- _EXERCISE_
Nothing outside the range below should be printed. Output exactly the lines from the line with "only on bounding-box" to the line with "let index = SpatialIndex::build(&geometries);", both included.

* * * *

//! Raster point-sampling.
//!
//! The query layer treats raster access as an external point-value lookup:
//! anything that can answer "what value lies at (x, y)" plugs in through
//! [`PointSampler`]. The built-in [`GridRaster`] is an in-memory single-band
//! north-up grid, enough for joining query results with surface data and
//! for generating synthetic test surfaces.

use serde_json::Value;

use crate::error::{GeotoolkitError, Result};
use crate::models::{FeatureCollection, Geometry};

/// Property attached to sampled point features
const RASTER_VALUE_PROP: &str = "raster_value";

/// A point-value lookup over some surface
pub trait PointSampler {
    /// Value at `(x, y)` in the raster's CRS, or `None` outside coverage /
    /// on no-data cells
    fn sample(&self, x: f64, y: f64) -> Option<f64>;
}

/// In-memory single-band raster on a regular north-up grid.
///
/// Cell `(0, 0)` is the north-west corner; `origin` is the grid's
/// south-west corner in CRS units.
#[derive(Debug, Clone)]
pub struct GridRaster {
    origin: [f64; 2],
    resolution: f64,
    width: usize,
    height: usize,
    data: Vec<f64>,
    nodata: Option<f64>,
}

impl GridRaster {
    /// Build a raster by evaluating `f` at every cell center
    pub fn from_fn(
        bounds: (f64, f64, f64, f64),
        resolution: f64,
        f: impl Fn(f64, f64) -> f64,
    ) -> Result<Self> {
        let (minx, miny, maxx, maxy) = bounds;
        if !resolution.is_finite() || resolution <= 0.0 {
            return Err(GeotoolkitError::invalid_parameter(
                "resolution",
                "must be positive and finite",
            ));
        }
        if maxx <= minx || maxy <= miny {
            return Err(GeotoolkitError::invalid_parameter(
                "bounds",
                "max corner must exceed min corner",
            ));
        }

        let width = (((maxx - minx) / resolution).ceil() as usize).max(1);
        let height = (((maxy - miny) / resolution).ceil() as usize).max(1);

        let mut data = Vec::with_capacity(width * height);
        for row in 0..height {
            for col in 0..width {
                let x = minx + (col as f64 + 0.5) * resolution;
                let y = maxy - (row as f64 + 0.5) * resolution;
                data.push(f(x, y));
            }
        }

        Ok(Self { origin: [minx, miny], resolution, width, height, data, nodata: None })
    }

    /// Synthetic test surface: a diagonal gradient `Z = X + Y` scaled to
    /// 0..=200 over the padded bounds
    pub fn synthetic_gradient(bounds: (f64, f64, f64, f64), resolution: f64) -> Result<Self> {
        let pad = 100.0;
        let (minx, miny, maxx, maxy) =
            (bounds.0 - pad, bounds.1 - pad, bounds.2 + pad, bounds.3 + pad);

        let spanx = maxx - minx;
        let spany = maxy - miny;
        Self::from_fn((minx, miny, maxx, maxy), resolution, move |x, y| {
            (x - minx) / spanx * 100.0 + (y - miny) / spany * 100.0
        })
    }

    /// Mark a value as no-data: cells holding it sample as `None`
    pub fn with_nodata(mut self, nodata: f64) -> Self {
        self.nodata = Some(nodata);
        self
    }

    pub fn width(&self) -> usize {
        self.width
    }

    pub fn height(&self) -> usize {
        self.height
    }
}

impl PointSampler for GridRaster {
    fn sample(&self, x: f64, y: f64) -> Option<f64> {
        let maxy = self.origin[1] + self.height as f64 * self.resolution;
        let col = ((x - self.origin[0]) / self.resolution).floor();
        let row = ((maxy - y) / self.resolution).floor();
        if col < 0.0 || row < 0.0 {
            return None;
        }
        let (col, row) = (col as usize, row as usize);
        if col >= self.width || row >= self.height {
            return None;
        }
        let value = self.data[row * self.width + col];
        match self.nodata {
            Some(nodata) if value == nodata => None,
            _ => Some(value),
        }
    }
}

/// Attach a `raster_value` property to every Point feature.
///
/// Non-point features pass through untouched; no-data samples become JSON
/// null. Properties are copied, never mutated in place.
pub fn sample_at_points(
    collection: &FeatureCollection,
    sampler: &impl PointSampler,
) -> FeatureCollection {
    collection
        .iter()
        .map(|feature| match feature.geometry {
            Geometry::Point { coordinates } => {
                let value = sampler
                    .sample(coordinates[0], coordinates[1])
                    .map_or(Value::Null, Value::from);
                feature.tagged(RASTER_VALUE_PROP, value)
            }
            _ => feature.clone(),
        })
        .collect()
}
//! Containment tagging/filtering and collection-level nearest search.
//!
//! Every operation here has a brute-force path and an index-accelerated
//! path producing identical results: the index only prunes which exact
//! predicates get evaluated, it never changes the answer.

use std::collections::HashSet;
use std::str::FromStr;

use serde_json::Value;

use crate::error::{GeotoolkitError, Result};
use crate::geo::analysis::{contains, covers, distance_between};
use crate::geo::index::SpatialIndex;
use crate::geo::validation::ensure_valid;
use crate::models::{FeatureCollection, Geometry};

/// Property name used internally by [`filter_points_within`]
const FILTER_TAG: &str = "__within";

/// Containment semantics for point-in-polygon tests
#[derive(Debug, Clone, Copy, PartialEq, Eq, Default)]
pub enum ContainmentMode {
    /// Strict: a point exactly on the polygon boundary is outside
    #[default]
    Contains,
    /// Inclusive: a point exactly on the polygon boundary is inside
    Covers,
}

impl ContainmentMode {
    /// Evaluate the predicate for a container/content pair
    pub fn evaluate(&self, container: &Geometry, content: &Geometry) -> bool {
        match self {
            ContainmentMode::Contains => contains(container, content),
            ContainmentMode::Covers => covers(container, content),
        }
    }

    pub fn as_str(&self) -> &'static str {
        match self {
            ContainmentMode::Contains => "contains",
            ContainmentMode::Covers => "covers",
        }
    }
}

impl FromStr for ContainmentMode {
    type Err = GeotoolkitError;

    fn from_str(s: &str) -> Result<Self> {
        match s.to_lowercase().as_str() {
            "contains" => Ok(ContainmentMode::Contains),
            "covers" => Ok(ContainmentMode::Covers),
            other => Err(GeotoolkitError::invalid_parameter(
                "mode",
                format!("'{}' is not a containment mode; use contains or covers", other),
            )),
        }
    }
}

impl std::fmt::Display for ContainmentMode {
    fn fmt(&self, f: &mut std::fmt::Formatter<'_>) -> std::fmt::Result {
        f.write_str(self.as_str())
    }
}

fn ensure_polygonal(operation: &str, geometry: &Geometry) -> Result<()> {
    if geometry.is_polygonal() {
        Ok(())
    } else {
        Err(GeotoolkitError::unsupported(operation, geometry.geometry_type().as_str()))
    }
}

/// Tag each Point feature with a boolean property recording whether the
/// polygon contains it.
///
/// Only Point features are kept in the output; their properties are copied
/// and the tag added, never mutated in place. With `use_index` an index is
/// built over the points and the exact predicate runs only on bounding-box
/// candidates; everything outside the polygon's bounding box is tagged
/// false, which is sound because a point outside the bounding box cannot be
/// inside the polygon. Both paths produce identical tags for both modes.
pub fn tag_points_within(
    points: &FeatureCollection,
    polygon: &Geometry,
    prop: &str,
    mode: ContainmentMode,
    use_index: bool,
) -> Result<FeatureCollection> {
    ensure_polygonal("tag_points_within", polygon)?;
    ensure_valid(polygon)?;

    let point_features = points.point_features();

    if !use_index {
        return Ok(point_features
            .iter()
            .map(|f| f.tagged(prop, mode.evaluate(polygon, &f.geometry)))
            .collect());
    }

    let geometries: Vec<Geometry> =
        point_features.iter().map(|f| f.geometry.clone()).collect();
    let index = SpatialIndex::build(&geometries);
    let candidates: HashSet<usize> = index.range_query(polygon).into_iter().collect();

    Ok(point_features
        .iter()
        .enumerate()
        .map(|(i, f)| {
            let inside = candidates.contains(&i) && mode.evaluate(polygon, &f.geometry);
            f.tagged(prop, inside)
        })
        .collect())
}

/// Keep only the Point features the polygon contains.
///
/// Delegates to [`tag_points_within`] with an internal tag, then strips the
/// tag again: the output property set equals the input property set.
pub fn filter_points_within(
    points: &FeatureCollection,
    polygon: &Geometry,
    mode: ContainmentMode,
    use_index: bool,
) -> Result<FeatureCollection> {
    let tagged = tag_points_within(points, polygon, FILTER_TAG, mode, use_index)?;

    Ok(tagged
        .features
        .into_iter()
        .filter(|f| f.properties.get(FILTER_TAG) == Some(&Value::Bool(true)))
        .map(|mut f| {
            f.properties.remove(FILTER_TAG);
            f
        })
        .collect())
}

/// Nearest member of a collection to a query geometry
#[derive(Debug, Clone, PartialEq)]
pub struct NearestMatch {
    /// Position of the match in the input collection
    pub position: usize,
    /// True distance in CRS units
    pub distance: f64,
    pub geometry: Geometry,
}

/// Find the member of `collection` nearest to `query`.
///
/// The indexed path builds a [`SpatialIndex`] over the collection's
/// geometries and prunes candidates by envelope distance; the brute-force
/// path computes every pairwise distance. Both return the same match
/// (distance ties broken by lowest position). `Ok(None)` when the
/// collection is empty or no member has coordinates; never an error for
/// emptiness.
pub fn nearest_in_collection(
    query: &Geometry,
    collection: &FeatureCollection,
    use_index: bool,
) -> Result<Option<NearestMatch>> {
    if use_index {
        let index = SpatialIndex::from_collection(collection);
        return Ok(index.nearest(query).map(|(position, distance)| NearestMatch {
            position,
            distance,
            geometry: collection.features[position].geometry.clone(),
        }));
    }

    let mut best: Option<(usize, f64)> = None;
    for (position, feature) in collection.iter().enumerate() {
        let dist = distance_between(query, &feature.geometry);
        if !dist.is_finite() {
            continue;
        }
        if best.map_or(true, |(_, d)| dist < d) {
            best = Some((position, dist));
        }
    }
    Ok(best.map(|(position, distance)| NearestMatch {
        position,
        distance,
        geometry: collection.features[position].geometry.clone(),
    }))
}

* * * *

- _TASK SOLUTION_
/// built over the points and the exact predicate runs only on bounding-box
/// candidates; everything outside the polygon's bounding box is tagged
/// false, which is sound because a point outside the bounding box cannot be
/// inside the polygon. Both paths produce identical tags for both modes.
pub fn tag_points_within(
    points: &FeatureCollection,
    polygon: &Geometry,
    prop: &str,
    mode: ContainmentMode,
    use_index: bool,
) -> Result<FeatureCollection> {
    ensure_polygonal("tag_points_within", polygon)?;
    ensure_valid(polygon)?;

    let point_features = points.point_features();

    if !use_index {
        return Ok(point_features
            .iter()
            .map(|f| f.tagged(prop, mode.evaluate(polygon, &f.geometry)))
            .collect());
    }

    let geometries: Vec<Geometry> =
        point_features.iter().map(|f| f.geometry.clone()).collect();
    let index = SpatialIndex::build(&geometries);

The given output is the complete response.